Como se vê, o trecho da reportagem reproduzido acima só faz confirmar os gravíssimos problemas de competência administrativa e de gestão do governo federal. Pior ainda: as idas e vindas da burocracia de Brasília referem-se a um problema que não nasceu ontem – muito pelo contrário. O que a reportagem de Sérgio Gobetti mostra é que a preocupação do governo com a aftosa limitou-se ao combate do foco anterior.
‘Na erradicação da febre aftosa foram usados (liquidados, na linguagem orçamentária) apenas R$ 2,74 milhões em 2005, até outubro – R$ 2,16 milhões especificamente em um foco surgido no Pará’, esclarece a reportagem. Isso quer dizer que, em percentuais, quase 80% destinaram-se a combater a aftosa em uma única região que, de quebra, tem interferência próxima a zero quando comparada com os números gerais da agropecuária e da produção de carne no país.

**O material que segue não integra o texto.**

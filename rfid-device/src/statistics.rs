//! Node statistics collection

use crate::router::{Outcome, Rejection};

/// Counters kept by the control loop
///
/// Updated by [`Node`](crate::node::Node) on every line and reply; useful
/// for spotting a host that has fallen out of step with the node.
#[derive(Debug, Clone, Default, PartialEq, Eq)]
pub struct NodeStatistics {
    /// Lines read from the host
    pub lines_received: u64,
    /// Reply lines written to the host
    pub lines_sent: u64,
    /// Lines that did not decode as a frame
    pub decode_errors: u64,
    /// Accepted handshakes
    pub handshakes: u64,
    /// Authenticated commands executed
    pub commands_dispatched: u64,
    /// Frames refused by the router
    pub frames_rejected: u64,
    /// Rehandshake requests from the host
    pub rehandshakes: u64,
    /// Non-fatal transport failures
    pub transport_errors: u64,
}

impl NodeStatistics {
    pub fn new() -> Self {
        Self::default()
    }

    pub fn increment_lines_received(&mut self) {
        self.lines_received += 1;
    }

    pub fn increment_lines_sent(&mut self) {
        self.lines_sent += 1;
    }

    pub fn increment_decode_errors(&mut self) {
        self.decode_errors += 1;
    }

    pub fn increment_transport_errors(&mut self) {
        self.transport_errors += 1;
    }

    /// Account for the result of one routed frame
    pub fn record(&mut self, outcome: &Outcome) {
        match outcome {
            Outcome::HandshakeAccepted(_) => self.handshakes += 1,
            Outcome::Dispatched(_) => self.commands_dispatched += 1,
            Outcome::Rejected(rejection) => {
                self.frames_rejected += 1;
                if *rejection == Rejection::RehandshakeRequested {
                    self.rehandshakes += 1;
                }
            }
            Outcome::Ignored => {}
        }
    }

    /// Share of received lines that were refused or undecodable, in percent
    ///
    /// Returns 0.0 if nothing has been received.
    pub fn error_rate(&self) -> f64 {
        if self.lines_received == 0 {
            0.0
        } else {
            ((self.decode_errors + self.frames_rejected) as f64 / self.lines_received as f64) * 100.0
        }
    }
}
impl<'a, H: Hardware> Router<'a, H> {
    pub fn new(session: &'a mut SessionState, controller: &'a mut AccessController<H>) -> Self {
        Self {
            session,
            controller,
        }
    }

    /// Route one decoded frame, queueing any replies
    pub fn route(&mut self, frame: &Frame, replies: &mut ReplyQueue) -> Outcome {
        let result = match frame.kind() {
            MessageKind::Auth => self.handle_auth(frame),
            _ => self
                .authenticate(frame)
                .and_then(|()| self.dispatch_authenticated(frame, replies)),
        };

        match result {
            Ok(Outcome::HandshakeAccepted(triple)) => {
                replies.ok("HANDSHAKE SUCCESSFUL");
                Outcome::HandshakeAccepted(triple)
            }
            Ok(outcome) => outcome,
            Err(rejection) => {
                log::warn!("Rejected {} frame: {:?}", frame.kind(), rejection);
                rejection.reply(replies);
                Outcome::Rejected(rejection)
            }
        }
    }

    fn authenticate(&mut self, frame: &Frame) -> Result<(), Rejection> {
        if !self.session.is_authenticated() {
            return Err(Rejection::NotAuthenticated);
        }

        let candidate = frame.tag().unwrap_or_default();
        if candidate == REHANDSHAKE {
            log::info!("Peer requested rehandshake, resetting session");
            self.session.reset();
            return Err(Rejection::RehandshakeRequested);
        }

        if self.session.validate_incoming_tag(candidate) {
            Ok(())
        } else {
            Err(Rejection::TagMismatch)
        }
    }

    fn dispatch_authenticated(
        &mut self,
        frame: &Frame,
        replies: &mut ReplyQueue,
    ) -> Result<Outcome, Rejection> {
        match frame.kind() {
            MessageKind::Cmd => Ok(self.handle_command(frame.payload(), replies)),
            MessageKind::Auth
            | MessageKind::Info
            | MessageKind::Err
            | MessageKind::Ack
            | MessageKind::Miss
            | MessageKind::Ok => Err(Rejection::RouteNotFound),
        }
    }

    /// Handshake: `AUTH_HDSHK_INIT|<hash>&<init>:<step>:<limit>`
    ///
    /// The claimed hash is checked first, over the counters as written; only
    /// then are the counters validated. Nothing is written to the session
    /// unless both succeed.
    fn handle_auth(&mut self, frame: &Frame) -> Result<Outcome, Rejection> {
        if !frame.payload().starts_with(HANDSHAKE_INIT) {
            log::debug!("Ignoring AUTH frame with payload {:?}", frame.payload());
            return Ok(Outcome::Ignored);
        }

        let (claimed, counters) = frame
            .tag()
            .and_then(|tag| tag.split_once(HANDSHAKE_TAG_SEPARATOR))
            .ok_or(Rejection::MalformedHandshake)?;

        let written = CounterTriple::parse_lenient(counters);
        let expected = self.session.derivation().handshake_tag(&written);
        if !expected.eq_ignore_ascii_case(claimed) {
            return Err(Rejection::HandshakeFailed);
        }

        let triple = CounterTriple::parse(counters).ok_or(Rejection::InvalidAuthValues)?;

        self.session.initialize_with(triple);
        log::info!("Handshake successful");
        Ok(Outcome::HandshakeAccepted(triple))
    }

    /// Unknown verbs are dropped without a reply
    fn handle_command(&mut self, payload: &str, replies: &mut ReplyQueue) -> Outcome {
        let command = match payload.parse::<Command>() {
            Ok(command) => command,
            Err(e) => {
                log::debug!("{}", e);
                return Outcome::Ignored;
            }
        };

        replies.ack(&format!("RECEIVED {}", command));
        match command {
            Command::Enable => self.controller.enable(replies),
            Command::Disable => self.controller.disable(replies),
            Command::Permit => self.controller.permit(replies),
            Command::Deny => self.controller.deny(replies),
            Command::SoundDeny => self.controller.sound_deny(replies),
        }
        Outcome::Dispatched(command)
    }
}
//! Protocol security constants

/// Payload prefix that identifies a handshake request
pub const HANDSHAKE_INIT: &str = "HDSHK_INIT";

/// Separator between the claimed hash and the counter triple in a handshake tag
pub const HANDSHAKE_TAG_SEPARATOR: char = '&';

/// Separator between the fields of a counter triple
pub const COUNTER_SEPARATOR: char = ':';

/// Sentinel tag sent instead of a hash when the counter space is exhausted
pub const REHANDSHAKE: &str = "REHANDSHAKE";

/// Handshake secret used when none is configured
pub const DEFAULT_HANDSHAKE_SECRET: &str = "default_handshake_key";

/// Operational secret used when none is configured
pub const DEFAULT_OPERATIONAL_SECRET: &str = "default_secret_key";

/// Range the host draws the initial counter from
pub const INIT_RANGE: std::ops::RangeInclusive<u32> = 1..=1000;

/// Range the host draws the counter step from
pub const STEP_RANGE: std::ops::RangeInclusive<u32> = 1..=25;

/// Range the host draws the counter limit from
pub const LIMIT_RANGE: std::ops::RangeInclusive<u32> = 4000..=9000;
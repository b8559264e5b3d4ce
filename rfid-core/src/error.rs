use thiserror::Error;

/// Main error type for the access node
#[derive(Error, Debug)]
pub enum AccessError {
    #[error("Connection error: {0}")]
    Connection(#[from] std::io::Error),

    #[error("Protocol error: {0}")]
    Protocol(String),

    #[error("Frame invalid: {0}")]
    FrameInvalid(String),

    #[error("Configuration error: {0}")]
    Config(String),

    #[error("Transport closed")]
    Closed,
}

impl AccessError {
    /// Whether the error means the link is gone for good
    pub fn is_fatal(&self) -> bool {
        matches!(self, AccessError::Closed)
    }
}

/// Result type alias for access node operations
pub type AccessResult<T> = Result<T, AccessError>;
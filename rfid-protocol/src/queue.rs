//! Outgoing reply queue

use crate::frame::Frame;
use crate::kind::MessageKind;
use std::collections::VecDeque;

/// FIFO of encoded reply lines waiting for the transport
///
/// The router and the access controller push replies here while a frame is
/// being dispatched; the node drains it to the transport afterwards.
#[derive(Debug, Default)]
pub struct ReplyQueue {
    queue: VecDeque<String>,
}

impl ReplyQueue {
    /// Create a new reply queue
    pub fn new() -> Self {
        Self {
            queue: VecDeque::new(),
        }
    }

    /// Queue an untagged reply
    pub fn push(&mut self, kind: MessageKind, payload: &str) {
        self.queue.push_back(Frame::encode(kind, payload));
    }

    /// Queue `OK_<payload>`
    pub fn ok(&mut self, payload: &str) {
        self.push(MessageKind::Ok, payload);
    }

    /// Queue `ERR_<payload>`
    pub fn err(&mut self, payload: &str) {
        self.push(MessageKind::Err, payload);
    }

    /// Queue `ACK_<payload>`
    pub fn ack(&mut self, payload: &str) {
        self.push(MessageKind::Ack, payload);
    }

    /// Queue `INFO_<payload>`
    pub fn info(&mut self, payload: &str) {
        self.push(MessageKind::Info, payload);
    }

    /// Remove and return the next line
    pub fn dequeue(&mut self) -> Option<String> {
        self.queue.pop_front()
    }

    /// Take every queued line in order
    pub fn drain(&mut self) -> Vec<String> {
        self.queue.drain(..).collect()
    }

    /// Check if queue is empty
    pub fn is_empty(&self) -> bool {
        self.queue.is_empty()
    }

    /// Get queue length
    pub fn len(&self) -> usize {
        self.queue.len()
    }
}
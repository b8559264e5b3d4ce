//! Rolling-counter session engine
//!
//! After a successful handshake both peers hold the same `(init, step,
//! limit)` triple. Every authenticated message, in either direction, is
//! tagged with the operational tag of the current counters and then advances
//! `init` by `step`, so a tag is only ever valid once.
//!
//! # Shared sequence
//!
//! There is one `init` sequence for both directions. [`Direction`] only
//! records which path touched the session last. Both peers must therefore
//! strictly alternate: a lost, duplicated or reordered message leaves them
//! out of step until the next handshake.
//!
//! # State Transitions
//! ```text
//! Unauthenticated -> Authenticated (on initialize())
//! Authenticated -> Unauthenticated (on reset() or REHANDSHAKE)
//! Authenticated -> Authenticated (on initialize(), renegotiation)
//! ```

use crate::constants::REHANDSHAKE;
use crate::derivation::{CounterTriple, SecretDerivation};
use rfid_protocol::{Frame, MessageKind};

/// Which path last used the session counters
#[derive(Debug, Clone, Copy, PartialEq, Eq, Default)]
pub enum Direction {
    /// Tag derived for an outgoing message
    Sending,
    /// Tag derived to check an incoming message
    #[default]
    Receiving,
}

/// Session authentication state
#[derive(Debug, Clone)]
pub struct SessionState {
    init: u32,
    step: u32,
    limit: u32,
    authenticated: bool,
    direction: Direction,
    derivation: SecretDerivation,
}

impl SessionState {
    /// Create an unauthenticated session with zeroed counters
    pub fn new(derivation: SecretDerivation) -> Self {
        Self {
            init: 0,
            step: 0,
            limit: 0,
            authenticated: false,
            direction: Direction::default(),
            derivation,
        }
    }

    /// Start a session with freshly negotiated counters
    pub fn initialize(&mut self, init: u32, step: u32, limit: u32) {
        self.init = init;
        self.step = step;
        self.limit = limit;
        self.authenticated = true;
        log::debug!("Session initialized at {}:{}:{}", init, step, limit);
    }

    /// Start a session from a parsed triple
    pub fn initialize_with(&mut self, triple: CounterTriple) {
        self.initialize(triple.init, triple.step, triple.limit);
    }

    /// Drop the session: zero the counters and clear authentication
    pub fn reset(&mut self) {
        self.init = 0;
        self.step = 0;
        self.limit = 0;
        self.authenticated = false;
        self.direction = Direction::default();
    }

    /// Tag for the current counters, optionally consuming them
    ///
    /// Returns an empty string while unauthenticated. With `increment`,
    /// `init` advances by `step` after the tag has been derived.
    pub fn next_tag(&mut self, increment: bool) -> String {
        if !self.authenticated {
            return String::new();
        }

        let tag = self.derivation.operational_tag(self.init, self.step, self.limit);
        if increment {
            self.init = self.init.saturating_add(self.step);
        }
        tag
    }

    /// Whether the counter space is used up
    pub fn needs_rehandshake(&self) -> bool {
        self.authenticated && self.init >= self.limit
    }

    /// Tag to attach to the next outgoing message
    ///
    /// Returns [`REHANDSHAKE`] without advancing once the counters are
    /// exhausted, and an empty string while unauthenticated.
    pub fn tag_for_outgoing_message(&mut self) -> String {
        if !self.authenticated {
            return String::new();
        }

        self.direction = Direction::Sending;
        if self.needs_rehandshake() {
            return REHANDSHAKE.to_string();
        }
        self.next_tag(true)
    }

    /// Check the tag of an incoming message
    ///
    /// [`REHANDSHAKE`] is accepted as is; the caller is expected to reset the
    /// session. Any other candidate is compared case-insensitively against
    /// the next tag, which is consumed whether or not it matches.
    pub fn validate_incoming_tag(&mut self, candidate: &str) -> bool {
        if !self.authenticated {
            return false;
        }

        if candidate == REHANDSHAKE {
            return true;
        }

        self.direction = Direction::Receiving;
        let expected = self.next_tag(true);
        expected.eq_ignore_ascii_case(candidate)
    }

    /// Encode a line tagged for the next outgoing exchange
    ///
    /// Falls back to an untagged line while unauthenticated.
    pub fn tagged_line(&mut self, kind: MessageKind, payload: &str) -> String {
        let tag = self.tag_for_outgoing_message();
        if tag.is_empty() {
            Frame::encode(kind, payload)
        } else {
            Frame::encode_tagged(kind, payload, &tag)
        }
    }

    pub fn is_authenticated(&self) -> bool {
        self.authenticated
    }

    pub fn init(&self) -> u32 {
        self.init
    }

    pub fn step(&self) -> u32 {
        self.step
    }

    pub fn limit(&self) -> u32 {
        self.limit
    }

    pub fn direction(&self) -> Direction {
        self.direction
    }

    /// Secret material this session derives tags with
    pub fn derivation(&self) -> &SecretDerivation {
        &self.derivation
    }
}

impl Default for SessionState {
    fn default() -> Self {
        Self::new(SecretDerivation::default())
    }
}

O que se pode acrescentar – e que a reportagem superficialmente indica – é que a falta de controle desarma o país diante de novas ameaças sanitárias. A prevenção de outras doenças de bovinos, como a raiva, a tuberculose, a brucelose e a encefalopatia espongiforme (doença da vaca louca), que receberam pouco mais de R$ 500 mil neste ano, segundo ‘técnicos que acompanham o Siafi’, diz ainda O Estado, mostram que ‘o governo estava despreocupado em relação aos riscos de um foco de febre aftosa. Tanto que, no meio da dita escassez de recursos’, reforça, ‘priorizou gastos menos urgentes, como o pagamento da contribuição brasileira ao Centro Panamericano de Febre Aftosa, no valor de R$ 2,17 milhões. Outros R$ 18 milhões de ‘crédito extraordinário’ concedido ao Ministério da Agricultura, segundo os números apurados pela assessoria do deputado distrital Augusto Carvalho (PPS-DF), foram gastos principalmente com viagens e aquisição de veículos. ‘Entre 2004 e 2005, já foram gastos R$ 4,5 milhões na aquisição de 114 automóveis, sendo 82 da marca Volkswagen e 32 Nissan, com tração nas quatro rodas’.